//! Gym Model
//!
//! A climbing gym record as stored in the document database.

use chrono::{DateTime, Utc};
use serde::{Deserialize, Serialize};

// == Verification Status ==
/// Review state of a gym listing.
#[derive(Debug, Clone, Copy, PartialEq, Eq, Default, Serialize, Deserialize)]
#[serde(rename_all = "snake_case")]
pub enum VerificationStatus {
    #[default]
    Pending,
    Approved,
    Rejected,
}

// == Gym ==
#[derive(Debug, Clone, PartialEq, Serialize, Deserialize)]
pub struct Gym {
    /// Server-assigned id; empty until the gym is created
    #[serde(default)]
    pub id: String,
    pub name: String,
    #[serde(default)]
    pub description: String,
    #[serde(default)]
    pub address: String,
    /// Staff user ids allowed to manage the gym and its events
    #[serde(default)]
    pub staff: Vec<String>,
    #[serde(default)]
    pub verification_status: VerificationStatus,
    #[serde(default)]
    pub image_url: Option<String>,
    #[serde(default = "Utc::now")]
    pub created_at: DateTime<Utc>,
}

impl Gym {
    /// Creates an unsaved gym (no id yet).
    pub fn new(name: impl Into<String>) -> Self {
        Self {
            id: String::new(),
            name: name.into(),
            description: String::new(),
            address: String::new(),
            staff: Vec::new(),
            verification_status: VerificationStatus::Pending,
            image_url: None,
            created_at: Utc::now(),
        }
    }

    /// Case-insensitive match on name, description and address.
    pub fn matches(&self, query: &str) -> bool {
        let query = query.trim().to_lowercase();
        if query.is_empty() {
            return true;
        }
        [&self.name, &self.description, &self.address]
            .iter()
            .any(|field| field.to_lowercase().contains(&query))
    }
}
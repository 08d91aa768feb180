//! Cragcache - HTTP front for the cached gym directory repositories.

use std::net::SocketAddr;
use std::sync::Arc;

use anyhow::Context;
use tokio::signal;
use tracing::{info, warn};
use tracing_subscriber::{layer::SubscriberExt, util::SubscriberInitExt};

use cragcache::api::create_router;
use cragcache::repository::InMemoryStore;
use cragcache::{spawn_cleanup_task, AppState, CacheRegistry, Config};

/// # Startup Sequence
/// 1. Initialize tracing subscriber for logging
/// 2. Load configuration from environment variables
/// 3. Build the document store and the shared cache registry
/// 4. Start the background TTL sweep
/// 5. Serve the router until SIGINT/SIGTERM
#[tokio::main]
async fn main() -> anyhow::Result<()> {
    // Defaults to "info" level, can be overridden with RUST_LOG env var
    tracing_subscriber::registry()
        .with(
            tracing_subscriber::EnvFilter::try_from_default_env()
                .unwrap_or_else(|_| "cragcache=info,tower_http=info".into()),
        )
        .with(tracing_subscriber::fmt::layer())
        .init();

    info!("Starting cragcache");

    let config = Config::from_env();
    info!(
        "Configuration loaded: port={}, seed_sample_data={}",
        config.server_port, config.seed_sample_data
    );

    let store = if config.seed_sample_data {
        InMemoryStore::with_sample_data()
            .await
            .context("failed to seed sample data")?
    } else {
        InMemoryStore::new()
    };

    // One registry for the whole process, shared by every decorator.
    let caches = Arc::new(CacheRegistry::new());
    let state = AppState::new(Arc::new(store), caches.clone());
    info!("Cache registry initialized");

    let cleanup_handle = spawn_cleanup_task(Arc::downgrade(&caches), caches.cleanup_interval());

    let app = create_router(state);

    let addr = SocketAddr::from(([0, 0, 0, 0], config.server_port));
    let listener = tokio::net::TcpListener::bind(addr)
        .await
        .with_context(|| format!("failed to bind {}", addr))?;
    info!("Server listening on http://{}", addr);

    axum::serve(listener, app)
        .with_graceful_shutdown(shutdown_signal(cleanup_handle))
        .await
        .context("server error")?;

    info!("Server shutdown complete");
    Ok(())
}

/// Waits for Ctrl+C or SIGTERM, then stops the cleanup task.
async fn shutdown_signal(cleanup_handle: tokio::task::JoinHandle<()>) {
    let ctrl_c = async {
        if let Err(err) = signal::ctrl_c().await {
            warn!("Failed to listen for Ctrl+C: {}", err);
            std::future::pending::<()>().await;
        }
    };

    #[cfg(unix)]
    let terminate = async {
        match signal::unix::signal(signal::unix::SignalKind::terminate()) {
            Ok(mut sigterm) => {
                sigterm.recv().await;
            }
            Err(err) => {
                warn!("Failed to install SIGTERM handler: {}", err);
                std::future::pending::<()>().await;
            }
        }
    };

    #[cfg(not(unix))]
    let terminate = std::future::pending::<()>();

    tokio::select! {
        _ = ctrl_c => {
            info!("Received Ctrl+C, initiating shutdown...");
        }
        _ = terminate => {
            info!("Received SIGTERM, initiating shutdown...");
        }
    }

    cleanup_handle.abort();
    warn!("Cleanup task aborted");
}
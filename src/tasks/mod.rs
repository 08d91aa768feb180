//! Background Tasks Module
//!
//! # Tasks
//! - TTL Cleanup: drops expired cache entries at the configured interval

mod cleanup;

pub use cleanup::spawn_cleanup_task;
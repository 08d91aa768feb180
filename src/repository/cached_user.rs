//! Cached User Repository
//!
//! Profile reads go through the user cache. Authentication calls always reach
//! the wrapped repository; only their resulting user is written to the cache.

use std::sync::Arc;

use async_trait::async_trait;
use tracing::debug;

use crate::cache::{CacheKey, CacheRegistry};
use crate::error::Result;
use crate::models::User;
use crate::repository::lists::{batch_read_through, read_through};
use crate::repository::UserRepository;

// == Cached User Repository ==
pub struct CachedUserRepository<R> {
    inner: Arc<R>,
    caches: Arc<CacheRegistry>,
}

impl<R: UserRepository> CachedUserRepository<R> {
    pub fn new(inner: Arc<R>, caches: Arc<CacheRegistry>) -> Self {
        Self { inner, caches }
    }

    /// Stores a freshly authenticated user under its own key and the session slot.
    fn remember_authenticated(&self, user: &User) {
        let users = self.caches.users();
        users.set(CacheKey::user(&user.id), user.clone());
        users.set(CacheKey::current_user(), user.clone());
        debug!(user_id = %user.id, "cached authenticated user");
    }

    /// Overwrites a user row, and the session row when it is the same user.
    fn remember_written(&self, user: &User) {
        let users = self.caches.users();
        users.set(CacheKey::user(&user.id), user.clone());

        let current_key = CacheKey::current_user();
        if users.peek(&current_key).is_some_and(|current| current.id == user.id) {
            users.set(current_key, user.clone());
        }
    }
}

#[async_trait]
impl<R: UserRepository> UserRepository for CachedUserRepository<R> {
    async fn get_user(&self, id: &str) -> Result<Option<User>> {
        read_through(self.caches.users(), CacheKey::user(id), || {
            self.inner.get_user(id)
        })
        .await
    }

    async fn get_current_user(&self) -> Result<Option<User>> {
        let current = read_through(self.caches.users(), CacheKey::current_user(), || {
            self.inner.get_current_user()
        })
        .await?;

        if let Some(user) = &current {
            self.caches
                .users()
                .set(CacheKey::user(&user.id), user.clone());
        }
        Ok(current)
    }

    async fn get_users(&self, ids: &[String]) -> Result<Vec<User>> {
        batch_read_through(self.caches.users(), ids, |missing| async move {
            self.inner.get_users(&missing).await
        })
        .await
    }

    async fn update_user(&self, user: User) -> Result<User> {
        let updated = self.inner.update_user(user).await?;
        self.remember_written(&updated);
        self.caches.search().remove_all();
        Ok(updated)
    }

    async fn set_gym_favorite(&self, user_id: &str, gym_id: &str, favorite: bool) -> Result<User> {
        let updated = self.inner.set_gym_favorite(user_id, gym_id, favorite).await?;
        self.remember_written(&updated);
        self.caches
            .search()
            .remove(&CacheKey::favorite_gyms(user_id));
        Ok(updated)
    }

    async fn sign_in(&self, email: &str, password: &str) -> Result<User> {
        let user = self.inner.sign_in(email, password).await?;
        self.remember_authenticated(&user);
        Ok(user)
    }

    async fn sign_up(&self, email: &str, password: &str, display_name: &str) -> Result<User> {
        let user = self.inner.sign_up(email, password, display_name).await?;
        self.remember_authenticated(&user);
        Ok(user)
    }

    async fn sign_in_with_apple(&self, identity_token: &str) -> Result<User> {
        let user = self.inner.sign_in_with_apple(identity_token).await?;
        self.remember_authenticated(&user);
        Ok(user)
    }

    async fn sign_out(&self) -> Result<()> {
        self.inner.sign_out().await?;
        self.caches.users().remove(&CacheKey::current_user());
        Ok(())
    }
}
################
__What to produce__.
The string "error" appears on some lines of the data above; report how many such lines there are, as a bare number.

__Answer space__.
2